//! SECP256K1 ownership primitives shared with the UTXO side: output owners, transfer
//! inputs/outputs, credentials, and public key recovery.

use ripemd::Ripemd160;
use sha2::{Digest, Sha256};
use thiserror::Error;

use crate::codec::{type_id, CodecError, Packable, Packer, Unpacker};
use crate::common::{compute_hash256, Addr, ShortId};

pub const SIGNATURE_LEN: usize = 65;

pub type Signature = [u8; SIGNATURE_LEN];

#[derive(Error, Debug, Clone, PartialEq, Eq)]
pub enum FxError {
    #[error("output has no value")]
    NoValueOutput,
    #[error("input has no value")]
    NoValueInput,
    #[error("output owners threshold exceeds the number of addresses")]
    OutputUnspendable,
    #[error("output owners have addresses but a zero threshold")]
    OutputUnoptimized,
    #[error("output owner addresses are not sorted and unique")]
    AddrsNotSortedUnique,
    #[error("signature indices are not sorted and unique")]
    InputIndicesNotSortedUnique,
    #[error("input amount {input} differs from output amount {output}")]
    MismatchedAmounts { input: u64, output: u64 },
    #[error("output is locked until {0}")]
    Timelocked(u64),
    #[error("wrong number of signers: expected {expected}, got {got}")]
    WrongNumberOfSignatures { expected: usize, got: usize },
    #[error("signature index {0} is out of bounds")]
    InputOutputIndexOutOfBounds(u32),
    #[error("credential does not hold exactly one signature")]
    WrongCredentialSignatures,
    #[error("signature was not produced by the expected owner")]
    WrongSigner,
    #[error("invalid signature")]
    InvalidSignature,
    #[error("invalid private key")]
    InvalidPrivateKey,
}

/// Owners of an output: `threshold` of `addrs` must sign after `locktime`.
#[derive(Clone, Debug, Default, PartialEq, Eq)]
pub struct OutputOwners {
    pub locktime: u64,
    pub threshold: u32,
    pub addrs: Vec<ShortId>,
}

impl OutputOwners {
    pub fn new(locktime: u64, threshold: u32, mut addrs: Vec<ShortId>) -> Self {
        addrs.sort();
        addrs.dedup();
        Self {
            locktime,
            threshold,
            addrs,
        }
    }

    pub fn verify(&self) -> Result<(), FxError> {
        if self.threshold as usize > self.addrs.len() {
            return Err(FxError::OutputUnspendable)
        }
        if self.threshold == 0 && !self.addrs.is_empty() {
            return Err(FxError::OutputUnoptimized)
        }
        if !self.addrs.windows(2).all(|w| w[0] < w[1]) {
            return Err(FxError::AddrsNotSortedUnique)
        }
        Ok(())
    }

    fn pack_fields(&self, p: &mut Packer) {
        p.pack_u64(self.locktime);
        p.pack_u32(self.threshold);
        p.pack_slice(&self.addrs);
    }

    fn unpack_fields(u: &mut Unpacker<'_>) -> Result<Self, CodecError> {
        Ok(Self {
            locktime: u.unpack_u64()?,
            threshold: u.unpack_u32()?,
            addrs: u.unpack_slice()?,
        })
    }
}

#[derive(Clone, Debug, PartialEq, Eq)]
pub struct TransferOutput {
    pub amt: u64,
    pub owners: OutputOwners,
}

impl TransferOutput {
    pub fn amount(&self) -> u64 {
        self.amt
    }

    /// Addresses that index this output in shared memory.
    pub fn addresses(&self) -> &[ShortId] {
        &self.owners.addrs
    }

    pub fn verify(&self) -> Result<(), FxError> {
        if self.amt == 0 {
            return Err(FxError::NoValueOutput)
        }
        self.owners.verify()
    }
}

// Packed as an interface value: type id first.
impl Packable for TransferOutput {
    fn pack(&self, p: &mut Packer) {
        p.pack_u32(type_id::SECP_TRANSFER_OUTPUT);
        p.pack_u64(self.amt);
        self.owners.pack_fields(p);
    }
    fn unpack(u: &mut Unpacker<'_>) -> Result<Self, CodecError> {
        match u.unpack_u32()? {
            type_id::SECP_TRANSFER_OUTPUT => Ok(Self {
                amt: u.unpack_u64()?,
                owners: OutputOwners::unpack_fields(u)?,
            }),
            t => Err(CodecError::UnknownTypeId(t)),
        }
    }
}

#[derive(Clone, Debug, PartialEq, Eq)]
pub struct TransferInput {
    pub amt: u64,
    pub sig_indices: Vec<u32>,
}

impl TransferInput {
    pub fn amount(&self) -> u64 {
        self.amt
    }

    pub fn verify(&self) -> Result<(), FxError> {
        if self.amt == 0 {
            return Err(FxError::NoValueInput)
        }
        if !self.sig_indices.windows(2).all(|w| w[0] < w[1]) {
            return Err(FxError::InputIndicesNotSortedUnique)
        }
        Ok(())
    }
}

impl Packable for TransferInput {
    fn pack(&self, p: &mut Packer) {
        p.pack_u32(type_id::SECP_TRANSFER_INPUT);
        p.pack_u64(self.amt);
        p.pack_slice(&self.sig_indices);
    }
    fn unpack(u: &mut Unpacker<'_>) -> Result<Self, CodecError> {
        match u.unpack_u32()? {
            type_id::SECP_TRANSFER_INPUT => Ok(Self {
                amt: u.unpack_u64()?,
                sig_indices: u.unpack_slice()?,
            }),
            t => Err(CodecError::UnknownTypeId(t)),
        }
    }
}

#[derive(Clone, Debug, Default, PartialEq, Eq)]
pub struct Credential {
    pub sigs: Vec<Signature>,
}

struct PackedSig(Signature);

impl Packable for PackedSig {
    fn pack(&self, p: &mut Packer) {
        p.pack_fixed(&self.0)
    }
    fn unpack(u: &mut Unpacker<'_>) -> Result<Self, CodecError> {
        Ok(Self(u.unpack_fixed()?))
    }
}

impl Packable for Credential {
    fn pack(&self, p: &mut Packer) {
        p.pack_u32(type_id::SECP_CREDENTIAL);
        p.pack_u32(self.sigs.len() as u32);
        for sig in &self.sigs {
            p.pack_fixed(sig)
        }
    }
    fn unpack(u: &mut Unpacker<'_>) -> Result<Self, CodecError> {
        match u.unpack_u32()? {
            type_id::SECP_CREDENTIAL => {
                let sigs: Vec<PackedSig> = u.unpack_slice()?;
                Ok(Self {
                    sigs: sigs.into_iter().map(|s| s.0).collect(),
                })
            }
            t => Err(CodecError::UnknownTypeId(t)),
        }
    }
}

/// A recovered or derived SECP256K1 public key.
#[derive(Clone, Debug, PartialEq, Eq)]
pub struct PublicKey(libsecp256k1::PublicKey);

impl PublicKey {
    /// `ripemd160(sha256(compressed))`, the address format of the UTXO side.
    pub fn address(&self) -> ShortId {
        let sha = Sha256::digest(self.0.serialize_compressed());
        let digest = Ripemd160::digest(sha);
        let mut out = [0u8; 20];
        out.copy_from_slice(digest.as_slice());
        out.into()
    }

    /// `keccak256(uncompressed[1..])[12..]`, the EVM account this key controls.
    pub fn eth_address(&self) -> Addr {
        let pubkey = self.0.serialize();
        Addr::from_slice(
            &sha3::Keccak256::digest(&pubkey[1..]).as_slice()[12..],
        )
    }
}

#[derive(Clone, Debug)]
pub struct PrivateKey(libsecp256k1::SecretKey);

impl PrivateKey {
    pub fn from_bytes(bytes: &[u8; 32]) -> Result<Self, FxError> {
        libsecp256k1::SecretKey::parse(bytes)
            .map(Self)
            .map_err(|_| FxError::InvalidPrivateKey)
    }

    pub fn public_key(&self) -> PublicKey {
        PublicKey(libsecp256k1::PublicKey::from_secret_key(&self.0))
    }

    /// Sign `sha256(msg)`, returning `[r || s || v]`.
    pub fn sign(&self, msg: &[u8]) -> Signature {
        self.sign_hash(&compute_hash256(msg))
    }

    pub fn sign_hash(&self, hash: &[u8; 32]) -> Signature {
        let msg = libsecp256k1::Message::parse(hash);
        let (sig, recid) = libsecp256k1::sign(&msg, &self.0);
        let mut out = [0u8; SIGNATURE_LEN];
        out[..64].copy_from_slice(&sig.serialize());
        out[64] = recid.serialize();
        out
    }
}

/// Recover the signer of `sha256(msg)` from a `[r || s || v]` signature.
pub fn recover_public_key(
    msg: &[u8], sig: &Signature,
) -> Result<PublicKey, FxError> {
    let hash = compute_hash256(msg);
    let msg = libsecp256k1::Message::parse(&hash);
    let signature = libsecp256k1::Signature::parse_standard_slice(&sig[..64])
        .map_err(|_| FxError::InvalidSignature)?;
    let recid = libsecp256k1::RecoveryId::parse(sig[64])
        .map_err(|_| FxError::InvalidSignature)?;
    libsecp256k1::recover(&msg, &signature, &recid)
        .map(PublicKey)
        .map_err(|_| FxError::InvalidSignature)
}

/// Check that `cred` authorizes `input` to spend `out` for a transaction whose unsigned bytes are
/// `unsigned_bytes`, at wall-clock time `now` (unix seconds).
pub fn verify_transfer(
    unsigned_bytes: &[u8], input: &TransferInput, cred: &Credential,
    out: &TransferOutput, now: u64,
) -> Result<(), FxError> {
    if input.amt != out.amt {
        return Err(FxError::MismatchedAmounts {
            input: input.amt,
            output: out.amt,
        })
    }
    let owners = &out.owners;
    if owners.locktime > now {
        return Err(FxError::Timelocked(owners.locktime))
    }
    let threshold = owners.threshold as usize;
    if input.sig_indices.len() != threshold {
        return Err(FxError::WrongNumberOfSignatures {
            expected: threshold,
            got: input.sig_indices.len(),
        })
    }
    if cred.sigs.len() != threshold {
        return Err(FxError::WrongNumberOfSignatures {
            expected: threshold,
            got: cred.sigs.len(),
        })
    }
    for (index, sig) in input.sig_indices.iter().zip(cred.sigs.iter()) {
        let expected = owners
            .addrs
            .get(*index as usize)
            .ok_or(FxError::InputOutputIndexOutOfBounds(*index))?;
        if &recover_public_key(unsigned_bytes, sig)?.address() != expected {
            return Err(FxError::WrongSigner)
        }
    }
    Ok(())
}

#[cfg(test)]
mod tests {
    use super::*;
    use crate::codec::Codec;

    fn key(b: u8) -> PrivateKey {
        PrivateKey::from_bytes(&[b; 32]).unwrap()
    }

    #[test]
    fn test_sign_and_recover() {
        let k = key(1);
        let sig = k.sign(b"atomic");
        let pk = recover_public_key(b"atomic", &sig).unwrap();
        assert_eq!(pk, k.public_key());
        assert_eq!(pk.eth_address(), k.public_key().eth_address());
        let other = recover_public_key(b"atomics", &sig).unwrap();
        assert_ne!(other.address(), k.public_key().address());
    }

    #[test]
    fn test_owners_verify() {
        let a = ShortId::new([1; 20]);
        let b = ShortId::new([2; 20]);
        assert!(OutputOwners::new(0, 1, vec![b, a]).verify().is_ok());
        assert_eq!(
            OutputOwners::new(0, 3, vec![a, b]).verify(),
            Err(FxError::OutputUnspendable)
        );
        assert_eq!(
            OutputOwners::new(0, 0, vec![a]).verify(),
            Err(FxError::OutputUnoptimized)
        );
        let unsorted = OutputOwners {
            locktime: 0,
            threshold: 1,
            addrs: vec![b, a],
        };
        assert_eq!(unsorted.verify(), Err(FxError::AddrsNotSortedUnique));
    }

    #[test]
    fn test_verify_transfer() {
        let k = key(3);
        let out = TransferOutput {
            amt: 20,
            owners: OutputOwners::new(0, 1, vec![k.public_key().address()]),
        };
        let input = TransferInput {
            amt: 20,
            sig_indices: vec![0],
        };
        let cred = Credential {
            sigs: vec![k.sign(b"tx")],
        };
        assert!(verify_transfer(b"tx", &input, &cred, &out, 0).is_ok());
        assert_eq!(
            verify_transfer(b"other", &input, &cred, &out, 0),
            Err(FxError::WrongSigner)
        );
        let locked = TransferOutput {
            owners: OutputOwners::new(100, 1, vec![k.public_key().address()]),
            ..out.clone()
        };
        assert_eq!(
            verify_transfer(b"tx", &input, &cred, &locked, 99),
            Err(FxError::Timelocked(100))
        );
        let short = TransferInput {
            amt: 19,
            sig_indices: vec![0],
        };
        assert!(matches!(
            verify_transfer(b"tx", &short, &cred, &out, 0),
            Err(FxError::MismatchedAmounts { .. })
        ));
    }

    #[test]
    fn test_credential_codec() {
        let cred = Credential {
            sigs: vec![[7; SIGNATURE_LEN], [8; SIGNATURE_LEN]],
        };
        let bytes = Codec::marshal(&cred);
        assert_eq!(bytes.len(), 2 + 4 + 4 + 2 * SIGNATURE_LEN);
        assert_eq!(Codec::unmarshal::<Credential>(&bytes).unwrap(), cred);
    }
}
------------------------------
Task directions: Which lines of the records contain the word "TransferInput"? Copy each of them.

Answer for this exercise:
pub struct TransferInput {
impl TransferInput {
impl Packable for TransferInput {
    unsigned_bytes: &[u8], input: &TransferInput, cred: &Credential,
        let input = TransferInput {
        let short = TransferInput {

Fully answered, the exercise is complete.